──────── Data for the task ────────

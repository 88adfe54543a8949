//! Node identity and model types

use chrono::{DateTime, Utc};
use serde::{Deserialize, Serialize};
use std::collections::HashMap;
use ulid::Ulid;

/// Model name for PCDM collections
pub const COLLECTION_MODEL: &str = "pcdm:Collection";

/// Model name for PCDM objects
pub const OBJECT_MODEL: &str = "pcdm:Object";

/// Model name for PCDM files
pub const FILE_MODEL: &str = "pcdm:File";

/// Unique identifier for a node
#[derive(Debug, Clone, Copy, PartialEq, Eq, Hash, PartialOrd, Ord, Serialize, Deserialize)]
pub struct NodeId(pub Ulid);

impl NodeId {
    pub fn new() -> Self {
        Self(Ulid::new())
    }

    pub fn from_string(s: &str) -> Result<Self, ulid::DecodeError> {
        Ok(Self(Ulid::from_string(s)?))
    }
}

impl Default for NodeId {
    fn default() -> Self {
        Self::new()
    }
}

impl std::fmt::Display for NodeId {
    fn fmt(&self, f: &mut std::fmt::Formatter<'_>) -> std::fmt::Result {
        write!(f, "{}", self.0)
    }
}

impl std::str::FromStr for NodeId {
    type Err = ulid::DecodeError;

    fn from_str(s: &str) -> Result<Self, Self::Err> {
        Self::from_string(s)
    }
}

/// Closed classification of a node, as seen by the aggregation graphs
#[derive(Debug, Clone, Copy, PartialEq, Eq, Hash, Serialize, Deserialize)]
#[serde(rename_all = "lowercase")]
pub enum Kind {
    Collection,
    Object,
    File,
    /// Anything that is not a PCDM node
    Other,
}

impl Kind {
    /// Kinds allowed on the parent side of a membership edge
    pub fn can_contain(self) -> bool {
        matches!(self, Kind::Collection | Kind::Object)
    }

    /// Kinds allowed on the child side of a membership edge
    pub fn can_be_member(self) -> bool {
        matches!(self, Kind::Object | Kind::File)
    }

    /// Kinds allowed on either side of a relation edge
    pub fn can_relate(self) -> bool {
        self == Kind::Object
    }

    pub fn as_str(self) -> &'static str {
        match self {
            Kind::Collection => "collection",
            Kind::Object => "object",
            Kind::File => "file",
            Kind::Other => "other",
        }
    }
}

impl std::fmt::Display for Kind {
    fn fmt(&self, f: &mut std::fmt::Formatter<'_>) -> std::fmt::Result {
        f.write_str(self.as_str())
    }
}

impl std::str::FromStr for Kind {
    type Err = String;

    fn from_str(s: &str) -> Result<Self, Self::Err> {
        match s.to_lowercase().as_str() {
            "collection" => Ok(Kind::Collection),
            "object" => Ok(Kind::Object),
            "file" => Ok(Kind::File),
            "other" => Ok(Kind::Other),
            _ => Err(format!("unknown node kind: {}", s)),
        }
    }
}

/// Model name a node was created as (e.g. `pcdm:Object`, `af:Base`)
#[derive(Debug, Clone, PartialEq, Eq, Hash, Serialize, Deserialize)]
pub struct NodeModel(pub String);

impl NodeModel {
    pub fn new(s: impl Into<String>) -> Self {
        Self(s.into())
    }

    pub fn as_str(&self) -> &str {
        &self.0
    }
}

impl From<&str> for NodeModel {
    fn from(s: &str) -> Self {
        Self(s.to_string())
    }
}

impl From<String> for NodeModel {
    fn from(s: String) -> Self {
        Self(s)
    }
}

impl std::fmt::Display for NodeModel {
    fn fmt(&self, f: &mut std::fmt::Formatter<'_>) -> std::fmt::Result {
        f.write_str(&self.0)
    }
}

/// A node record owned by the node store
#[derive(Debug, Clone, Serialize, Deserialize)]
pub struct Node {
    /// Unique identifier
    pub id: NodeId,

    /// Model the node was created as
    pub model: NodeModel,

    /// Human-readable label
    #[serde(default, skip_serializing_if = "Option::is_none")]
    pub label: Option<String>,

    /// Arbitrary metadata
    #[serde(default)]
    pub metadata: HashMap<String, serde_json::Value>,

    /// Creation timestamp
    pub created_at: DateTime<Utc>,
}

impl Node {
    /// Create a node of an arbitrary model
    pub fn new(model: impl Into<NodeModel>) -> Self {
        Self {
            id: NodeId::new(),
            model: model.into(),
            label: None,
            metadata: HashMap::new(),
            created_at: Utc::now(),
        }
    }

    pub fn collection() -> Self {
        Self::new(COLLECTION_MODEL)
    }

    pub fn object() -> Self {
        Self::new(OBJECT_MODEL)
    }

    pub fn file() -> Self {
        Self::new(FILE_MODEL)
    }

    pub fn with_label(mut self, label: impl Into<String>) -> Self {
        self.label = Some(label.into());
        self
    }

    pub fn with_metadata(mut self, key: impl Into<String>, value: serde_json::Value) -> Self {
        self.metadata.insert(key.into(), value);
        self
    }
}

/// A node id paired with its classified kind
///
/// This is what the graph components work with; they never see the full
/// node record.
#[derive(Debug, Clone, Copy, PartialEq, Eq)]
pub struct TypedNode {
    pub id: NodeId,
    pub kind: Kind,
}

impl TypedNode {
    pub fn new(id: NodeId, kind: Kind) -> Self {
        Self { id, kind }
    }
}

#[cfg(test)]
mod tests {
    use super::*;

    #[test]
    fn test_node_constructors() {
        assert_eq!(Node::collection().model.as_str(), COLLECTION_MODEL);
        assert_eq!(Node::object().model.as_str(), OBJECT_MODEL);
        assert_eq!(Node::file().model.as_str(), FILE_MODEL);

        let node = Node::new("af:Base").with_label("legacy");
        assert_eq!(node.model.as_str(), "af:Base");
        assert_eq!(node.label.as_deref(), Some("legacy"));
    }

    #[test]
    fn test_node_id_parse() {
        let id = NodeId::new();
        let parsed: NodeId = id.to_string().parse().unwrap();
        assert_eq!(id, parsed);
        assert!(NodeId::from_string("not-a-ulid").is_err());
    }

    #[test]
    fn test_kind_compatibility() {
        assert!(Kind::Collection.can_contain());
        assert!(Kind::Object.can_contain());
        assert!(!Kind::File.can_contain());
        assert!(!Kind::Other.can_contain());

        assert!(!Kind::Collection.can_be_member());
        assert!(Kind::Object.can_be_member());
        assert!(Kind::File.can_be_member());

        assert!(Kind::Object.can_relate());
        assert!(!Kind::File.can_relate());
    }

    #[test]
    fn test_kind_from_str() {
        assert_eq!("Object".parse::<Kind>().unwrap(), Kind::Object);
        assert_eq!("file".parse::<Kind>().unwrap(), Kind::File);
        assert!("folder".parse::<Kind>().is_err());
    }
}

────────

• **Prompt**: Print, please, the lines from the first line of the material through the line that contains "for PCDM objects", exactly as written and with nothing added.

• **Reply**:
repository 88adfe54543a8949
//! Node identity and model types

use chrono::{DateTime, Utc};
use serde::{Deserialize, Serialize};
use std::collections::HashMap;
use ulid::Ulid;

/// Model name for PCDM collections
pub const COLLECTION_MODEL: &str = "pcdm:Collection";

/// Model name for PCDM objects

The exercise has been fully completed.